__Task to complete__
In the entries below, find the line with "is deduplicated), integers" and print exactly every line from there up to and including the line with "flatten(value, &mut objects);", with no other lines.

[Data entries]
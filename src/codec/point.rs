use serde::de::{self, Deserializer, Visitor};
use serde::{Deserialize, Serialize, Serializer};
use serde_json::Number;
use std::fmt;
use std::str::FromStr;

use super::{CodecError, braces_to_brackets};

/// A two-component coordinate, written as `"{x, y}"` in package JSON.
///
/// Components keep the exact text they were read with, so a value read
/// from a file is written back digit for digit.
#[derive(Debug, Clone, PartialEq, Eq, Hash)]
pub struct Point {
    pub x: Number,
    pub y: Number,
}

impl Point {
    pub fn new(x: Number, y: Number) -> Self {
        Self { x, y }
    }

    /// Build a point from floats, formatted with the shortest text that
    /// reads back to the same value.
    pub fn from_f64(x: f64, y: f64) -> Result<Self, CodecError> {
        let x = Number::from_f64(x).ok_or(CodecError::NonFinite(x))?;
        let y = Number::from_f64(y).ok_or(CodecError::NonFinite(y))?;
        Ok(Self { x, y })
    }

    pub fn x_f64(&self) -> Option<f64> {
        self.x.as_f64()
    }

    pub fn y_f64(&self) -> Option<f64> {
        self.y.as_f64()
    }
}

impl fmt::Display for Point {
    fn fmt(&self, f: &mut fmt::Formatter<'_>) -> fmt::Result {
        write!(f, "{{{}, {}}}", self.x, self.y)
    }
}

impl FromStr for Point {
    type Err = CodecError;

    fn from_str(s: &str) -> Result<Self, Self::Err> {
        let malformed = || CodecError::MalformedPoint(s.to_owned());
        let array = braces_to_brackets(s).ok_or_else(malformed)?;
        let mut parts: Vec<Number> = serde_json::from_str(&array).map_err(|_| malformed())?;
        if parts.len() != 2 {
            return Err(CodecError::PointArity {
                text: s.to_owned(),
                found: parts.len(),
            });
        }
        let y = parts.pop();
        let x = parts.pop();
        match (x, y) {
            (Some(x), Some(y)) => Ok(Self { x, y }),
            _ => Err(malformed()),
        }
    }
}

impl Serialize for Point {
    fn serialize<S: Serializer>(&self, serializer: S) -> Result<S::Ok, S::Error> {
        serializer.collect_str(self)
    }
}

impl<'de> Deserialize<'de> for Point {
    fn deserialize<D: Deserializer<'de>>(deserializer: D) -> Result<Self, D::Error> {
        deserializer.deserialize_str(PointVisitor)
    }
}

struct PointVisitor;

impl Visitor<'_> for PointVisitor {
    type Value = Point;

    fn expecting(&self, f: &mut fmt::Formatter<'_>) -> fmt::Result {
        f.write_str("a point string such as \"{0.5, 1}\"")
    }

    fn visit_str<E: de::Error>(self, v: &str) -> Result<Point, E> {
        v.parse().map_err(E::custom)
    }
}
use std::collections::BTreeMap;

use super::{MAGIC, Value};

/// Encode `value` as a binary property list.
///
/// Every value becomes its own object (nothing is deduplicated), integers
/// use the narrowest width that holds them and strings are stored as ASCII
/// when possible, UTF-16BE otherwise.
pub fn to_bytes(value: &Value) -> Vec<u8> {
    let mut objects = Vec::new();
    flatten(value, &mut objects);

    let ref_size = uint_width(objects.len().saturating_sub(1) as u64);
    let mut out = MAGIC.to_vec();
    let mut offsets = Vec::with_capacity(objects.len());

    for object in &objects {
        offsets.push(out.len() as u64);
        write_object(object, ref_size, &mut out);
    }

    let offset_table_offset = out.len() as u64;
    let offset_size = uint_width(offsets.last().copied().unwrap_or(0));
    for offset in &offsets {
        put_uint(&mut out, *offset, offset_size);
    }

    out.extend_from_slice(&[0; 6]);
    out.push(offset_size as u8);
    out.push(ref_size as u8);
    out.extend_from_slice(&(objects.len() as u64).to_be_bytes());
    out.extend_from_slice(&0u64.to_be_bytes());
    out.extend_from_slice(&offset_table_offset.to_be_bytes());
    out
}

/// One entry of the object table.
enum Object<'a> {
    Scalar(&'a Value),
    Key(&'a str),
    Array(Vec<u64>),
    Dictionary(Vec<u64>, Vec<u64>),
}

/// Append `value` and its descendants, containers before their children.
/// Returns the index of `value`.
fn flatten<'a>(value: &'a Value, objects: &mut Vec<Object<'a>>) -> u64 {
    let index = objects.len();
    match value {
        Value::Array(items) => {
            objects.push(Object::Array(Vec::new()));
            let refs = items.iter().map(|item| flatten(item, objects)).collect();
            objects[index] = Object::Array(refs);
        }
        Value::Dictionary(map) => {
            objects.push(Object::Dictionary(Vec::new(), Vec::new()));
            let (keys, values) = flatten_dictionary(map, objects);
            objects[index] = Object::Dictionary(keys, values);
        }
        scalar => objects.push(Object::Scalar(scalar)),
    }
    index as u64
}

fn flatten_dictionary<'a>(
    map: &'a BTreeMap<String, Value>,
    objects: &mut Vec<Object<'a>>,
) -> (Vec<u64>, Vec<u64>) {
    let keys = map
        .keys()
        .map(|key| {
            objects.push(Object::Key(key));
            (objects.len() - 1) as u64
        })
        .collect();
    let values = map.values().map(|value| flatten(value, objects)).collect();
    (keys, values)
}

fn write_object(object: &Object<'_>, ref_size: usize, out: &mut Vec<u8>) {
    match object {
        Object::Key(key) => write_string(key, out),
        Object::Array(refs) => {
            write_header(0xA, refs.len(), out);
            for r in refs {
                put_uint(out, *r, ref_size);
            }
        }
        Object::Dictionary(keys, values) => {
            write_header(0xD, keys.len(), out);
            for r in keys.iter().chain(values) {
                put_uint(out, *r, ref_size);
            }
        }
        Object::Scalar(value) => match value {
            Value::Null => out.push(0x00),
            Value::Boolean(false) => out.push(0x08),
            Value::Boolean(true) => out.push(0x09),
            Value::Integer(i) => write_int(*i, out),
            Value::Real(r) => {
                out.push(0x23);
                out.extend_from_slice(&r.to_be_bytes());
            }
            Value::Date(d) => {
                out.push(0x33);
                out.extend_from_slice(&d.to_be_bytes());
            }
            Value::String(s) => write_string(s, out),
            Value::Data(bytes) => {
                write_header(0x4, bytes.len(), out);
                out.extend_from_slice(bytes);
            }
            Value::Uid(uid) => {
                let width = uid_width(*uid);
                out.push(0x80 | (width as u8 - 1));
                put_uint(out, *uid, width);
            }
            // Containers are flattened into their own objects.
            Value::Array(_) | Value::Dictionary(_) => {}
        },
    }
}

fn write_string(s: &str, out: &mut Vec<u8>) {
    if s.is_ascii() {
        write_header(0x5, s.len(), out);
        out.extend_from_slice(s.as_bytes());
    } else {
        let units: Vec<u16> = s.encode_utf16().collect();
        write_header(0x6, units.len(), out);
        for unit in units {
            out.extend_from_slice(&unit.to_be_bytes());
        }
    }
}

/// Marker with an inline length, or 0xF followed by an integer object.
fn write_header(kind: u8, len: usize, out: &mut Vec<u8>) {
    if len < 0x0F {
        out.push(kind << 4 | len as u8);
    } else {
        out.push(kind << 4 | 0x0F);
        write_int(len as i128, out);
    }
}

fn write_int(value: i128, out: &mut Vec<u8>) {
    if (0..=0xFF).contains(&value) {
        out.push(0x10);
        out.push(value as u8);
    } else if (0..=0xFFFF).contains(&value) {
        out.push(0x11);
        out.extend_from_slice(&(value as u16).to_be_bytes());
    } else if (0..=0xFFFF_FFFF).contains(&value) {
        out.push(0x12);
        out.extend_from_slice(&(value as u32).to_be_bytes());
    } else if let Ok(value) = i64::try_from(value) {
        // Negative numbers always take the full signed 8 bytes.
        out.push(0x13);
        out.extend_from_slice(&value.to_be_bytes());
    } else {
        out.push(0x14);
        out.extend_from_slice(&value.to_be_bytes());
    }
}

fn uint_width(max: u64) -> usize {
    if max <= 0xFF {
        1
    } else if max <= 0xFFFF {
        2
    } else if max <= 0xFFFF_FFFF {
        4
    } else {
        8
    }
}

fn uid_width(uid: u64) -> usize {
    (8 - uid.leading_zeros() as usize / 8).max(1)
}

fn put_uint(out: &mut Vec<u8>, value: u64, width: usize) {
    out.extend_from_slice(&value.to_be_bytes()[8 - width..]);
}
//! Low-level zip parser for package containers.
//!
//! Packages are read from the end:
//! 1. Find the End of Central Directory (EOCD) at the file's end
//! 2. If ZIP64, read the ZIP64 EOCD for the 64-bit directory location
//! 3. Read the Central Directory to get metadata for all entries
//! 4. For extraction, read each entry's Local File Header to locate its data
//!
//! Only the tail and the entries that are actually decoded are fetched,
//! which keeps remote packages cheap to open.

use byteorder::{LittleEndian, ReadBytesExt};
use std::io::{Cursor, Read};
use std::sync::Arc;

use crate::io::ReadAt;
use anyhow::{Context, Result, bail};

use super::structures::*;

/// Maximum zip comment size allowed by the format (65535 bytes).
const MAX_COMMENT_SIZE: u64 = 65535;

/// Extra field id of the ZIP64 extended information block.
const ZIP64_EXTRA_ID: u16 = 0x0001;

/// Low-level zip parser over any [`ReadAt`] source.
///
/// Typically used through [`ZipExtractor`](super::ZipExtractor).
pub struct ZipParser<R: ReadAt> {
    reader: Arc<R>,
    size: u64,
}

impl<R: ReadAt> ZipParser<R> {
    pub fn new(reader: Arc<R>) -> Self {
        let size = reader.size();
        Self { reader, size }
    }

    /// Find and parse the End of Central Directory record.
    ///
    /// Returns the record and its offset in the file. Fails when no
    /// signature with a consistent comment length exists, which means the
    /// source is not a zip archive.
    pub async fn find_eocd(&self) -> Result<(EndOfCentralDirectory, u64)> {
        let eocd_size = EndOfCentralDirectory::SIZE as u64;
        if self.size < eocd_size {
            bail!("Not a valid zip archive: {} bytes is too small", self.size);
        }

        // Common case first: no archive comment.
        let offset = self.size - eocd_size;
        let mut buf = vec![0u8; EndOfCentralDirectory::SIZE];
        self.reader.read_exact_at(offset, &mut buf).await?;
        if &buf[0..4] == EndOfCentralDirectory::SIGNATURE && &buf[20..22] == b"\x00\x00" {
            let eocd = EndOfCentralDirectory::from_bytes(&buf)?;
            return Ok((eocd, offset));
        }

        let search_size = (MAX_COMMENT_SIZE + eocd_size).min(self.size);
        let search_start = self.size - search_size;

        let mut buf = vec![0u8; search_size as usize];
        self.reader.read_exact_at(search_start, &mut buf).await?;

        let last = buf.len() - EndOfCentralDirectory::SIZE;
        for i in (0..=last).rev() {
            if &buf[i..i + 4] != EndOfCentralDirectory::SIGNATURE {
                continue;
            }
            let comment_len = u16::from_le_bytes([buf[i + 20], buf[i + 21]]) as usize;
            if comment_len == buf.len() - i - EndOfCentralDirectory::SIZE {
                let eocd =
                    EndOfCentralDirectory::from_bytes(&buf[i..i + EndOfCentralDirectory::SIZE])?;
                return Ok((eocd, search_start + i as u64));
            }
        }

        bail!("Not a valid zip archive: end of central directory not found")
    }

    /// Read the ZIP64 End of Central Directory record, located through the
    /// locator that sits immediately before the regular EOCD.
    pub async fn read_zip64_eocd(&self, eocd_offset: u64) -> Result<Zip64EOCD> {
        let locator_offset = eocd_offset
            .checked_sub(Zip64EOCDLocator::SIZE as u64)
            .context("ZIP64 locator would start before the archive")?;
        let mut locator_buf = vec![0u8; Zip64EOCDLocator::SIZE];
        self.reader
            .read_exact_at(locator_offset, &mut locator_buf)
            .await?;
        let locator = Zip64EOCDLocator::from_bytes(&locator_buf)?;

        let mut eocd64_buf = vec![0u8; Zip64EOCD::MIN_SIZE];
        self.reader
            .read_exact_at(locator.eocd64_offset, &mut eocd64_buf)
            .await?;

        Zip64EOCD::from_bytes(&eocd64_buf)
    }

    /// List all entries of the archive, in central directory order.
    pub async fn list_files(&self) -> Result<Vec<ZipFileEntry>> {
        let (eocd, eocd_offset) = self.find_eocd().await?;

        let (cd_offset, cd_size, total_entries) = if eocd.is_zip64() {
            let eocd64 = self.read_zip64_eocd(eocd_offset).await?;
            (eocd64.cd_offset, eocd64.cd_size, eocd64.total_entries)
        } else {
            (
                eocd.cd_offset as u64,
                eocd.cd_size as u64,
                eocd.total_entries as u64,
            )
        };

        match cd_offset.checked_add(cd_size) {
            Some(end) if end <= self.size => {}
            _ => bail!(
                "Central directory ({} bytes at {}) lies outside the archive",
                cd_size,
                cd_offset
            ),
        }

        let mut cd_data = vec![0u8; cd_size as usize];
        self.reader.read_exact_at(cd_offset, &mut cd_data).await?;

        // Never trust the count for preallocation, each header is at least 46 bytes.
        let mut entries = Vec::with_capacity((total_entries as usize).min(cd_data.len() / 46));
        let mut cursor = Cursor::new(cd_data.as_slice());

        for index in 0..total_entries {
            let entry = Self::parse_cdfh(&mut cursor)
                .with_context(|| format!("Central directory entry #{}", index))?;
            entries.push(entry);
        }

        Ok(entries)
    }

    /// Parse one Central Directory File Header.
    fn parse_cdfh(cursor: &mut Cursor<&[u8]>) -> Result<ZipFileEntry> {
        let mut sig = [0u8; 4];
        cursor.read_exact(&mut sig)?;
        if sig != CDFH_SIGNATURE {
            bail!("Invalid Central Directory File Header");
        }

        let _version_made_by = cursor.read_u16::<LittleEndian>()?;
        let _version_needed = cursor.read_u16::<LittleEndian>()?;
        let flags = cursor.read_u16::<LittleEndian>()?;
        let compression_method = cursor.read_u16::<LittleEndian>()?;
        let _last_mod_time = cursor.read_u16::<LittleEndian>()?;
        let _last_mod_date = cursor.read_u16::<LittleEndian>()?;
        let crc32 = cursor.read_u32::<LittleEndian>()?;
        let mut compressed_size = cursor.read_u32::<LittleEndian>()? as u64;
        let mut uncompressed_size = cursor.read_u32::<LittleEndian>()? as u64;
        let file_name_length = cursor.read_u16::<LittleEndian>()?;
        let extra_field_length = cursor.read_u16::<LittleEndian>()?;
        let file_comment_length = cursor.read_u16::<LittleEndian>()?;
        let _disk_number_start = cursor.read_u16::<LittleEndian>()?;
        let _internal_attrs = cursor.read_u16::<LittleEndian>()?;
        let _external_attrs = cursor.read_u32::<LittleEndian>()?;
        let mut lfh_offset = cursor.read_u32::<LittleEndian>()? as u64;

        let mut file_name_bytes = vec![0u8; file_name_length as usize];
        cursor.read_exact(&mut file_name_bytes)?;
        let file_name = String::from_utf8_lossy(&file_name_bytes).into_owned();
        let is_directory = file_name.ends_with('/');

        let mut extra = vec![0u8; extra_field_length as usize];
        cursor.read_exact(&mut extra)?;
        let mut extra = Cursor::new(extra.as_slice());
        while extra.position() + 4 <= extra_field_length as u64 {
            let header_id = extra.read_u16::<LittleEndian>()?;
            let field_size = extra.read_u16::<LittleEndian>()? as u64;
            let field_end = extra.position() + field_size;

            // ZIP64 values are present only for header fields saturated to 0xFFFFFFFF.
            if header_id == ZIP64_EXTRA_ID {
                if uncompressed_size == 0xFFFFFFFF && extra.position() + 8 <= field_end {
                    uncompressed_size = extra.read_u64::<LittleEndian>()?;
                }
                if compressed_size == 0xFFFFFFFF && extra.position() + 8 <= field_end {
                    compressed_size = extra.read_u64::<LittleEndian>()?;
                }
                if lfh_offset == 0xFFFFFFFF && extra.position() + 8 <= field_end {
                    lfh_offset = extra.read_u64::<LittleEndian>()?;
                }
            }
            extra.set_position(field_end);
        }

        cursor.set_position(cursor.position() + file_comment_length as u64);

        Ok(ZipFileEntry {
            file_name,
            compression_method: CompressionMethod::from_u16(compression_method),
            compressed_size,
            uncompressed_size,
            crc32,
            lfh_offset,
            flags,
            is_directory,
        })
    }

    /// Offset of an entry's data, past its Local File Header.
    ///
    /// The local header's name and extra field may differ in length from
    /// the central directory copy, so it has to be read.
    pub async fn get_data_offset(&self, entry: &ZipFileEntry) -> Result<u64> {
        let mut lfh_buf = vec![0u8; LFH_SIZE];
        self.reader.read_exact_at(entry.lfh_offset, &mut lfh_buf).await?;

        if &lfh_buf[0..4] != LFH_SIGNATURE {
            bail!("Invalid Local File Header");
        }

        let mut cursor = Cursor::new(&lfh_buf);
        cursor.set_position(26);
        let file_name_length = cursor.read_u16::<LittleEndian>()? as u64;
        let extra_field_length = cursor.read_u16::<LittleEndian>()? as u64;

        Ok(entry.lfh_offset + LFH_SIZE as u64 + file_name_length + extra_field_length)
    }

    pub fn reader(&self) -> &Arc<R> {
        &self.reader
    }

    pub fn size(&self) -> u64 {
        self.size
    }
}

__Answer box__
/// Every value becomes its own object (nothing is deduplicated), integers
/// use the narrowest width that holds them and strings are stored as ASCII
/// when possible, UTF-16BE otherwise.
pub fn to_bytes(value: &Value) -> Vec<u8> {
    let mut objects = Vec::new();
    flatten(value, &mut objects);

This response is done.